━━ Excerpted data ━━

//! Pure bookkeeping over a user's history: the document library, transcript
//! search, and merging edits into stored analyses.

use std::collections::HashMap;

use serde::Serialize;

use crate::analysis::models::{AnalysisResult, RiskLevel};
use crate::documents::Document;
use crate::errors::AppError;
use crate::history::models::{ChatMessage, ChatSession, HistoryItem, Sender};

pub const COMPARISON_DOCUMENT_SUMMARY: &str = "This document was used in a comparison.";

#[derive(Debug, Clone, Serialize, PartialEq)]
pub struct LibraryDocument {
    pub fingerprint: String,
    #[serde(flatten)]
    pub document: Document,
    pub summary: Option<String>,
}

/// Every distinct document across `history`, in history order.
///
/// A chat entry replaces an earlier entry for the same document only when
/// the earlier one has no summary and the chat session has been analysed;
/// the replacement keeps the earlier position.
pub fn build_library(history: &[HistoryItem]) -> Vec<LibraryDocument> {
    let mut library: Vec<LibraryDocument> = Vec::new();
    let mut index: HashMap<String, usize> = HashMap::new();

    let mut insert = |document: &Document, summary: Option<String>, replace: bool| {
        let fingerprint = document.fingerprint();
        match index.get(&fingerprint) {
            Some(&pos) => {
                if replace && library[pos].summary.is_none() && summary.is_some() {
                    library[pos].summary = summary;
                }
            }
            None => {
                index.insert(fingerprint.clone(), library.len());
                library.push(LibraryDocument {
                    fingerprint,
                    document: document.clone(),
                    summary,
                });
            }
        }
    };

    for item in history {
        match item {
            HistoryItem::Chat(chat) => {
                let summary = chat.analysis.as_ref().map(|a| a.summary.clone());
                insert(&chat.document, summary, true);
            }
            HistoryItem::Compare(compare) => {
                for document in [&compare.document_a, &compare.document_b] {
                    insert(document, Some(COMPARISON_DOCUMENT_SUMMARY.to_string()), false);
                }
            }
        }
    }

    library
}

/// Case-insensitive substring search over a transcript. Only an empty query
/// matches all; whitespace is searched for like any other text.
pub fn filter_messages(messages: &[ChatMessage], query: Option<&str>) -> Vec<ChatMessage> {
    let Some(query) = active_query(query) else {
        return messages.to_vec();
    };
    let needle = query.to_lowercase();
    messages
        .iter()
        .filter(|m| m.content.to_lowercase().contains(&needle))
        .cloned()
        .collect()
}

/// Suggested questions are offered once the document is analysed and the
/// conversation is either empty or waiting on the user.
pub fn suggestions_visible(session: &ChatSession) -> bool {
    session.analysis.is_some()
        && session
            .messages
            .last()
            .map_or(true, |m| m.sender == Sender::Ai)
}

/// The session's suggested questions, hidden while a search is active.
pub fn visible_suggestions(session: &ChatSession, query: Option<&str>) -> Option<Vec<String>> {
    if active_query(query).is_some() || !suggestions_visible(session) {
        return None;
    }
    session
        .analysis
        .as_ref()
        .map(|analysis| analysis.suggested_questions.clone())
}

fn active_query(query: Option<&str>) -> Option<&str> {
    query.filter(|q| !q.is_empty())
}

/// Copy of `analysis` with the risk at `index` regraded to `level`.
pub fn with_risk_level(
    analysis: &AnalysisResult,
    index: usize,
    level: RiskLevel,
) -> Result<AnalysisResult, AppError> {
    if index >= analysis.risk_analysis.len() {
        return Err(AppError::NotFound(format!(
            "Risk {index} not found ({} risks in analysis)",
            analysis.risk_analysis.len()
        )));
    }
    let mut updated = analysis.clone();
    updated.risk_analysis[index].risk_level = level;
    Ok(updated)
}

━━━

▶ **What you are asked to do**
Reproduce, exactly and with nothing added, the lines from the one that includes "if index >= analysis.risk_analysis.len()" through the last line of the material.

▶ **Solution below**
    if index >= analysis.risk_analysis.len() {
        return Err(AppError::NotFound(format!(
            "Risk {index} not found ({} risks in analysis)",
            analysis.risk_analysis.len()
        )));
    }
    let mut updated = analysis.clone();
    updated.risk_analysis[index].risk_level = level;
    Ok(updated)
}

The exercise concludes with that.